- **Material provided**

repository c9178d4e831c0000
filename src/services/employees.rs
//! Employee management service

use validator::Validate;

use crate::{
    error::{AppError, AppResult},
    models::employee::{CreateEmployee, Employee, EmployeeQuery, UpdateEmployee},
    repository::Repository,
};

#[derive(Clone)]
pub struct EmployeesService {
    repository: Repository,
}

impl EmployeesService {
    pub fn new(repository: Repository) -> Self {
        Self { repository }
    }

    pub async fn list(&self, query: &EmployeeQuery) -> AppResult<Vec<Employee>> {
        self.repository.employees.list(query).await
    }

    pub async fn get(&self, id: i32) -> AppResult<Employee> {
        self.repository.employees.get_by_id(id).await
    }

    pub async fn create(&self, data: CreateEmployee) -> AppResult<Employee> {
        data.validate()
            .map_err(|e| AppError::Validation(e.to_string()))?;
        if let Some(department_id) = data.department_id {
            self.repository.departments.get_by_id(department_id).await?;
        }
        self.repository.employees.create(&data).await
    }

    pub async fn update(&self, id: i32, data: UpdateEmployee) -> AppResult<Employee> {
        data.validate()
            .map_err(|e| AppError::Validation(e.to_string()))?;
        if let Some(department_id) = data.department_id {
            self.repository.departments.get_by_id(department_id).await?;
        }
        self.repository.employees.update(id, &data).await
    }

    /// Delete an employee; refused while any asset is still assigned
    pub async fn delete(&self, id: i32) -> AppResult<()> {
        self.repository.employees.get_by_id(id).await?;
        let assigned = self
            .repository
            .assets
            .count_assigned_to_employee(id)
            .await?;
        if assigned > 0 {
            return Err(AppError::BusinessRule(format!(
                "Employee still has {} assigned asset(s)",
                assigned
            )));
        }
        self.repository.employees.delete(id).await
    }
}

...

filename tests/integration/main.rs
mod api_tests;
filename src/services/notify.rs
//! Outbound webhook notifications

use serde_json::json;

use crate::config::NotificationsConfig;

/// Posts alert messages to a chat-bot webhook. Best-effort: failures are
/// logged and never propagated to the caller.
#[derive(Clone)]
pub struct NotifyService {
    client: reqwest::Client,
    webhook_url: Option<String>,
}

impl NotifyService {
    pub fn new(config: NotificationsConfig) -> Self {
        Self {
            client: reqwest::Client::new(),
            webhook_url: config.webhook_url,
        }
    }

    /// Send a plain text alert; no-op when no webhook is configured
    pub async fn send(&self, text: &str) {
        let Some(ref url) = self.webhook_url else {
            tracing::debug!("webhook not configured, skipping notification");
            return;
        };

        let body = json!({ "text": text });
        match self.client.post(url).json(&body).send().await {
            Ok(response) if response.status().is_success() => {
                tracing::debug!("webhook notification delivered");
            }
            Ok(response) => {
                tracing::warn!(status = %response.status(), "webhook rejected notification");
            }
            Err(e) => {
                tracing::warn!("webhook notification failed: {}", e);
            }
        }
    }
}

- **Aim of the exercise**
Keep only the lines of the listing that contain the word "UpdateEmployee", and copy them.

- **Problem solution**
    models::employee::{CreateEmployee, Employee, EmployeeQuery, UpdateEmployee},
    pub async fn update(&self, id: i32, data: UpdateEmployee) -> AppResult<Employee> {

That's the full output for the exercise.